Why Tai Chi Works So Well For Pain Relief to reduce the painful effects of fibromyalgia
In a new study published in the BMJ, researchers report encouraging results involving one way to reduce the painful effects of fibromyalgia: with tai chi, an ancient practice originating in martial arts that has since become part of traditional Chinese medicine. The mind-body practice involves both physical and psychological exercises that promote health. While small studies have suggested that tai chi could help reduce symptoms of fibromyalgia, no rigorous trial has compared tai chi’s effect to those of currently recommended treatments for the condition, until now.
Fibromyalgia Overview. Fibromyalgia syndrome affects the muscles and soft tissue. Symptoms include chronic muscle pain, fatigue, sleep problems, and painful tender points or trigger points, which can be relieved through medications, lifestyle changes and stress management.
Fibromyalgia, also called fibromyalgia syndrome (FMS), is a long-term condition that causes pain all over the body. As well as widespread pain, people with fibromyalgia may also have: increased sensitivity to pain. fatigue (extreme tiredness) muscle stiffness
In the new study, scientists led by Dr. Chenchen Wang, director of the Center for Complementary and Integrative Medicine at Tufts Medical Center, and her colleagues studied a group of 226 people with fibromyalgia for a year. For the first 12 to 24 weeks, they randomly assigned the volunteers to a currently recommended aerobic exercise regimen, or one of four tai chi sessions. They measured people’s symptoms of physical pain and psychological effects of their condition at the start of the study and again at 12, 24 and 52 weeks.
Wang found that while all of the people reported fewer symptoms at the end of the year, all those in the tai chi groups reported more improvement in their symptom control than people in the aerobic exercise group after 24 weeks. And among those assigned to a tai chi regimen, people who practiced tai chi for a longer period of time showed greater improvement than those who did it for a shorter period.
“We think our results suggest that physicians should think about what type of exercise is best for their patients with fibromyalgia,” says Wang. “We found that tai chi was more enjoyable [for patients]"

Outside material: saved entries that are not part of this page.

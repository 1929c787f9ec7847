//! Mode state, global flags and the transport vocabulary shared by every stage of the
//! pipeline.

use core::sync::atomic::{AtomicBool, AtomicU8, Ordering};

use bitfield_struct::bitfield;
use embedded_hal::digital::PinState;

/// The three mutually arbitrated transports
#[derive(Debug, Clone, Copy, PartialEq, Eq)]
#[cfg_attr(feature = "defmt", derive(defmt::Format))]
pub enum TransportKind {
    /// USB
    Wired,
    /// BLE, paired with the host directly
    ShortRange,
    /// Proprietary 2.4G link to a dongle
    Proprietary,
}

/// Host operating system, selected by the OS switch line
#[derive(Debug, Clone, Copy, PartialEq, Eq)]
#[cfg_attr(feature = "defmt", derive(defmt::Format))]
pub enum HostOs {
    Windows,
    Mac,
}

impl HostOs {
    /// Map a sampled OS line level, `windows_level` being the level that selects Windows.
    pub fn from_level(level: PinState, windows_level: PinState) -> Self {
        if level == windows_level { HostOs::Windows } else { HostOs::Mac }
    }
}

/// Transport flags and host OS, as seen by the mode arbiter.
///
/// Packed into one byte so that the snapshot handed to startup sequencing is a plain
/// `u8` (`into_bits`/`from_bits`).
#[bitfield(u8)]
#[derive(PartialEq, Eq)]
pub struct ModeState {
    pub wired_active: bool,
    pub short_range_active: bool,
    pub proprietary_active: bool,
    pub host_is_windows: bool,
    pub host_is_mac: bool,
    #[bits(3)]
    __: u8,
}

impl ModeState {
    /// Whether either radio transport is selected
    pub fn radio_active(&self) -> bool {
        self.short_range_active() || self.proprietary_active()
    }

    /// Whether no transport at all is selected
    pub fn no_transport(&self) -> bool {
        !self.wired_active() && !self.radio_active()
    }

    /// Whether `kind` is currently flagged active
    pub fn is_active(&self, kind: TransportKind) -> bool {
        match kind {
            TransportKind::Wired => self.wired_active(),
            TransportKind::ShortRange => self.short_range_active(),
            TransportKind::Proprietary => self.proprietary_active(),
        }
    }

    pub(crate) fn set_active(&mut self, kind: TransportKind, active: bool) {
        match kind {
            TransportKind::Wired => self.set_wired_active(active),
            TransportKind::ShortRange => self.set_short_range_active(active),
            TransportKind::Proprietary => self.set_proprietary_active(active),
        }
    }

    /// The host OS, if one has been selected
    pub fn host_os(&self) -> Option<HostOs> {
        if self.host_is_windows() {
            Some(HostOs::Windows)
        } else if self.host_is_mac() {
            Some(HostOs::Mac)
        } else {
            None
        }
    }

    /// Select the host OS. The two host flags never hold at the same time.
    pub(crate) fn set_host_os(&mut self, os: HostOs) {
        self.set_host_is_windows(os == HostOs::Windows);
        self.set_host_is_mac(os == HostOs::Mac);
    }
}

/// Cross-cutting flags shared between timer context and the consumer task.
pub struct GlobalFlags {
    dlps_enabled: AtomicBool,
    wired_pending: AtomicBool,
    wired_enumerated: AtomicBool,
    debounce_attempts: AtomicU8,
}

impl GlobalFlags {
    pub const fn new() -> Self {
        Self {
            dlps_enabled: AtomicBool::new(true),
            wired_pending: AtomicBool::new(false),
            wired_enumerated: AtomicBool::new(false),
            debounce_attempts: AtomicU8::new(0),
        }
    }

    /// Whether the device may enter DLPS, its deepest idle state.
    ///
    /// Power management should poll this before entering DLPS.
    pub fn dlps_enabled(&self) -> bool {
        self.dlps_enabled.load(Ordering::Acquire)
    }

    pub(crate) fn set_dlps_enabled(&self, enabled: bool) {
        self.dlps_enabled.store(enabled, Ordering::Release);
    }

    /// Whether a wired insert/remove debounce is in flight
    pub fn wired_pending(&self) -> bool {
        self.wired_pending.load(Ordering::Acquire)
    }

    pub(crate) fn set_wired_pending(&self, pending: bool) {
        self.wired_pending.store(pending, Ordering::Release);
    }

    /// Whether any line has a debounce attempt outstanding
    pub fn debounce_in_flight(&self) -> bool {
        self.debounce_attempts.load(Ordering::Acquire) > 0
    }

    /// A line armed a debounce attempt. DLPS stays off until every attempt has resolved.
    pub(crate) fn begin_debounce(&self) {
        critical_section::with(|_| {
            let attempts = self.debounce_attempts.load(Ordering::Relaxed);
            self.debounce_attempts.store(attempts.saturating_add(1), Ordering::Release);
            self.set_dlps_enabled(false);
        });
    }

    /// A line resolved its debounce attempt
    pub(crate) fn end_debounce(&self) {
        critical_section::with(|_| {
            let attempts = self.debounce_attempts.load(Ordering::Relaxed).saturating_sub(1);
            self.debounce_attempts.store(attempts, Ordering::Release);
            if attempts == 0 {
                self.set_dlps_enabled(true);
            }
        });
    }

    /// Clear the wired gate and restore DLPS once a wired event has been applied.
    ///
    /// Does nothing while another attempt is being sampled, since that attempt owns both
    /// flags until it resolves. Returns whether the flags were restored.
    pub(crate) fn settle_wired(&self) -> bool {
        critical_section::with(|_| {
            if self.debounce_attempts.load(Ordering::Acquire) > 0 {
                return false;
            }
            self.set_wired_pending(false);
            self.set_dlps_enabled(true);
            true
        })
    }

    /// Whether the USB host finished enumerating the device
    pub fn wired_enumerated(&self) -> bool {
        self.wired_enumerated.load(Ordering::Acquire)
    }

    /// Called by the USB stack once the host has configured the device.
    pub fn set_wired_enumerated(&self, enumerated: bool) {
        self.wired_enumerated.store(enumerated, Ordering::Release);
    }
}

impl Default for GlobalFlags {
    fn default() -> Self {
        Self::new()
    }
}

/// Where HID reports are routed to
#[derive(Debug, Clone, Copy, PartialEq, Eq)]
#[cfg_attr(feature = "defmt", derive(defmt::Format))]
pub enum Endpoint {
    Usb,
    Ble { profile_index: u8 },
    Ppt,
}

Wang measured a variety of things related to fibromyalgia, including the intensity of pain, people’s ability to function, fatigue, how tired they felt in the morning, whether they were depressed, how well they could perform their job and how well they slept. Regardless of which exercise group they were assigned to, all of the people in the study continued to take whatever medications they were using, and over the year started to reduce the amount of pain killers, antidepressants, muscle relaxants and other drugs they were taking. The study did not involve enough people to determine if the tai chi groups showed greater reduction in their medication use than people in the aerobic exercise group, however.
While it’s not clear what causes chronic pain, doctors believe that being physically active can improve blood flow to the brain and body and may relieve a variety of symptoms, from depression to pain caused by inactive muscles and joints.
Wang says that tai chi may therefore be particularly useful for people with chronic pain, since it involves both the mind and body. People are taught to include meditative and relaxation skills in their movements. Many people with chronic pain are also not able to exercise due to their physical or psychological symptoms; some who start aerobic type exercises often stop. Indeed, those assigned to the tai chi classes in the study attended 62% of them, while people assigned to aerobic exercise attended 40% of their classes.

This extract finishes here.